[Extracted records]

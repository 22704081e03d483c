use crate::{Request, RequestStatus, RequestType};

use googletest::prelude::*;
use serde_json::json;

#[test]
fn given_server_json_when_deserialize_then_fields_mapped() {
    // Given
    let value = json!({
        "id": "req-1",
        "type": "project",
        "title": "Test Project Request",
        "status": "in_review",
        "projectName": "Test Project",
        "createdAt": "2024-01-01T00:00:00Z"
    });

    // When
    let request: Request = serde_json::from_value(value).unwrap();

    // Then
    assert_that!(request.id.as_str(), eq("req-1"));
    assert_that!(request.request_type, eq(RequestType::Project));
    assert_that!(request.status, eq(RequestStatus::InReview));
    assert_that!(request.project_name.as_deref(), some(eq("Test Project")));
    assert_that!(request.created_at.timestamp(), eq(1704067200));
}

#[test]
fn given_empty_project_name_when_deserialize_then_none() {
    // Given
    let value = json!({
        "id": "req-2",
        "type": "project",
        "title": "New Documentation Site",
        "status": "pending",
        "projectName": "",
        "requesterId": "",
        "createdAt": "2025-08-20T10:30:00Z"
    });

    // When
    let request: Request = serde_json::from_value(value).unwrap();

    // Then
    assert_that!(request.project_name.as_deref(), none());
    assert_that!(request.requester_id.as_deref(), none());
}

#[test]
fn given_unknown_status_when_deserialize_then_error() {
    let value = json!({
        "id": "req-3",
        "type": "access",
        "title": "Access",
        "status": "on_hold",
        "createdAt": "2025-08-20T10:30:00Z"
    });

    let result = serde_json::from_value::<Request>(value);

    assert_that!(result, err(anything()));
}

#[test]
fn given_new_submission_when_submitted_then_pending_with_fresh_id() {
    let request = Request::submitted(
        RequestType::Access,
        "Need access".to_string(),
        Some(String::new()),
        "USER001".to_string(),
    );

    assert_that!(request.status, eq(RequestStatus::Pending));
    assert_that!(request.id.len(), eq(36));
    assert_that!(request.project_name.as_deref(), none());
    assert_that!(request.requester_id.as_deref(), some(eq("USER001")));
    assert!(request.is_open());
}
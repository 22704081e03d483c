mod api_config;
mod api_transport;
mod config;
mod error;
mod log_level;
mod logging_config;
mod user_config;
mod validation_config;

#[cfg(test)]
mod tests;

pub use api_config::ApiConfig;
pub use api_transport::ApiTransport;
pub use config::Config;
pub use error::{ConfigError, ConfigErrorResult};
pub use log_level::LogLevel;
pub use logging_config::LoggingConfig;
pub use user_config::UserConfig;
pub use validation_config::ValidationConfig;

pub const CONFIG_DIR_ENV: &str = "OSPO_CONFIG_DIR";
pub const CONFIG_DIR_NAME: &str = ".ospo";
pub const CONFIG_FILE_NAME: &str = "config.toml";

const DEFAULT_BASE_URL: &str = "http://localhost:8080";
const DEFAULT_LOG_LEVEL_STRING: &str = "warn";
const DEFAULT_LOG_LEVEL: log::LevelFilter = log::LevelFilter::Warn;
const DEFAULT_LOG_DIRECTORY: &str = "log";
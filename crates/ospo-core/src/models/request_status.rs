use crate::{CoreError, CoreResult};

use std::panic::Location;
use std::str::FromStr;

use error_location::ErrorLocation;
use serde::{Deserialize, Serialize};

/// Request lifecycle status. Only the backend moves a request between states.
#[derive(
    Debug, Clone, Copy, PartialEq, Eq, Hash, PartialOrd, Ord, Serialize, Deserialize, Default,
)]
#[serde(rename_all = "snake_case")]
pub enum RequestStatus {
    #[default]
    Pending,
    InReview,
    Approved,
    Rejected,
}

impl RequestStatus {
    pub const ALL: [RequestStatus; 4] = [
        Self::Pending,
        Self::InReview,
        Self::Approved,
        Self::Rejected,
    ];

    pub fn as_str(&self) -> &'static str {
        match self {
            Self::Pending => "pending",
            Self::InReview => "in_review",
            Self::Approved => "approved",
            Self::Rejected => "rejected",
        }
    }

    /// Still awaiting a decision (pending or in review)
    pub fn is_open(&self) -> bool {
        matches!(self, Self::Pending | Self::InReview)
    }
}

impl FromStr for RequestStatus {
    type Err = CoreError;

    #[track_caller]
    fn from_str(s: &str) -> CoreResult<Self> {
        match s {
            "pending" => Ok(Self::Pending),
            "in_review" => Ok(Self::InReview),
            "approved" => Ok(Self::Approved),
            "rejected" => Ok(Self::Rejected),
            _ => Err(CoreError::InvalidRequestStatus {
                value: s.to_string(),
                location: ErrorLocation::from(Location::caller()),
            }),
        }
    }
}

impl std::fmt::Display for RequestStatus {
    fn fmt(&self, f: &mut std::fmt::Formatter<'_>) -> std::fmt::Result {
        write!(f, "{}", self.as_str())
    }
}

[/Extracted records]

Work instruction: Copy out the full listing above. Keep every word as it is.

Solved exercise:
repository 22704081e03d483c
use crate::{Request, RequestStatus, RequestType};

use googletest::prelude::*;
use serde_json::json;

#[test]
fn given_server_json_when_deserialize_then_fields_mapped() {
    // Given
    let value = json!({
        "id": "req-1",
        "type": "project",
        "title": "Test Project Request",
        "status": "in_review",
        "projectName": "Test Project",
        "createdAt": "2024-01-01T00:00:00Z"
    });

    // When
    let request: Request = serde_json::from_value(value).unwrap();

    // Then
    assert_that!(request.id.as_str(), eq("req-1"));
    assert_that!(request.request_type, eq(RequestType::Project));
    assert_that!(request.status, eq(RequestStatus::InReview));
    assert_that!(request.project_name.as_deref(), some(eq("Test Project")));
    assert_that!(request.created_at.timestamp(), eq(1704067200));
}

#[test]
fn given_empty_project_name_when_deserialize_then_none() {
    // Given
    let value = json!({
        "id": "req-2",
        "type": "project",
        "title": "New Documentation Site",
        "status": "pending",
        "projectName": "",
        "requesterId": "",
        "createdAt": "2025-08-20T10:30:00Z"
    });

    // When
    let request: Request = serde_json::from_value(value).unwrap();

    // Then
    assert_that!(request.project_name.as_deref(), none());
    assert_that!(request.requester_id.as_deref(), none());
}

#[test]
fn given_unknown_status_when_deserialize_then_error() {
    let value = json!({
        "id": "req-3",
        "type": "access",
        "title": "Access",
        "status": "on_hold",
        "createdAt": "2025-08-20T10:30:00Z"
    });

    let result = serde_json::from_value::<Request>(value);

    assert_that!(result, err(anything()));
}

#[test]
fn given_new_submission_when_submitted_then_pending_with_fresh_id() {
    let request = Request::submitted(
        RequestType::Access,
        "Need access".to_string(),
        Some(String::new()),
        "USER001".to_string(),
    );

    assert_that!(request.status, eq(RequestStatus::Pending));
    assert_that!(request.id.len(), eq(36));
    assert_that!(request.project_name.as_deref(), none());
    assert_that!(request.requester_id.as_deref(), some(eq("USER001")));
    assert!(request.is_open());
}
repository 22704081e03d483c
mod api_config;
mod api_transport;
mod config;
mod error;
mod log_level;
mod logging_config;
mod user_config;
mod validation_config;

#[cfg(test)]
mod tests;

pub use api_config::ApiConfig;
pub use api_transport::ApiTransport;
pub use config::Config;
pub use error::{ConfigError, ConfigErrorResult};
pub use log_level::LogLevel;
pub use logging_config::LoggingConfig;
pub use user_config::UserConfig;
pub use validation_config::ValidationConfig;

pub const CONFIG_DIR_ENV: &str = "OSPO_CONFIG_DIR";
pub const CONFIG_DIR_NAME: &str = ".ospo";
pub const CONFIG_FILE_NAME: &str = "config.toml";

const DEFAULT_BASE_URL: &str = "http://localhost:8080";
const DEFAULT_LOG_LEVEL_STRING: &str = "warn";
const DEFAULT_LOG_LEVEL: log::LevelFilter = log::LevelFilter::Warn;
const DEFAULT_LOG_DIRECTORY: &str = "log";
filename crates/ospo-core/src/models/request_status.rs
use crate::{CoreError, CoreResult};

use std::panic::Location;
use std::str::FromStr;

use error_location::ErrorLocation;
use serde::{Deserialize, Serialize};

/// Request lifecycle status. Only the backend moves a request between states.
#[derive(
    Debug, Clone, Copy, PartialEq, Eq, Hash, PartialOrd, Ord, Serialize, Deserialize, Default,
)]
#[serde(rename_all = "snake_case")]
pub enum RequestStatus {
    #[default]
    Pending,
    InReview,
    Approved,
    Rejected,
}

impl RequestStatus {
    pub const ALL: [RequestStatus; 4] = [
        Self::Pending,
        Self::InReview,
        Self::Approved,
        Self::Rejected,
    ];

    pub fn as_str(&self) -> &'static str {
        match self {
            Self::Pending => "pending",
            Self::InReview => "in_review",
            Self::Approved => "approved",
            Self::Rejected => "rejected",
        }
    }

    /// Still awaiting a decision (pending or in review)
    pub fn is_open(&self) -> bool {
        matches!(self, Self::Pending | Self::InReview)
    }
}

impl FromStr for RequestStatus {
    type Err = CoreError;

    #[track_caller]
    fn from_str(s: &str) -> CoreResult<Self> {
        match s {
            "pending" => Ok(Self::Pending),
            "in_review" => Ok(Self::InReview),
            "approved" => Ok(Self::Approved),
            "rejected" => Ok(Self::Rejected),
            _ => Err(CoreError::InvalidRequestStatus {
                value: s.to_string(),
                location: ErrorLocation::from(Location::caller()),
            }),
        }
    }
}

impl std::fmt::Display for RequestStatus {
    fn fmt(&self, f: &mut std::fmt::Formatter<'_>) -> std::fmt::Result {
        write!(f, "{}", self.as_str())
    }
}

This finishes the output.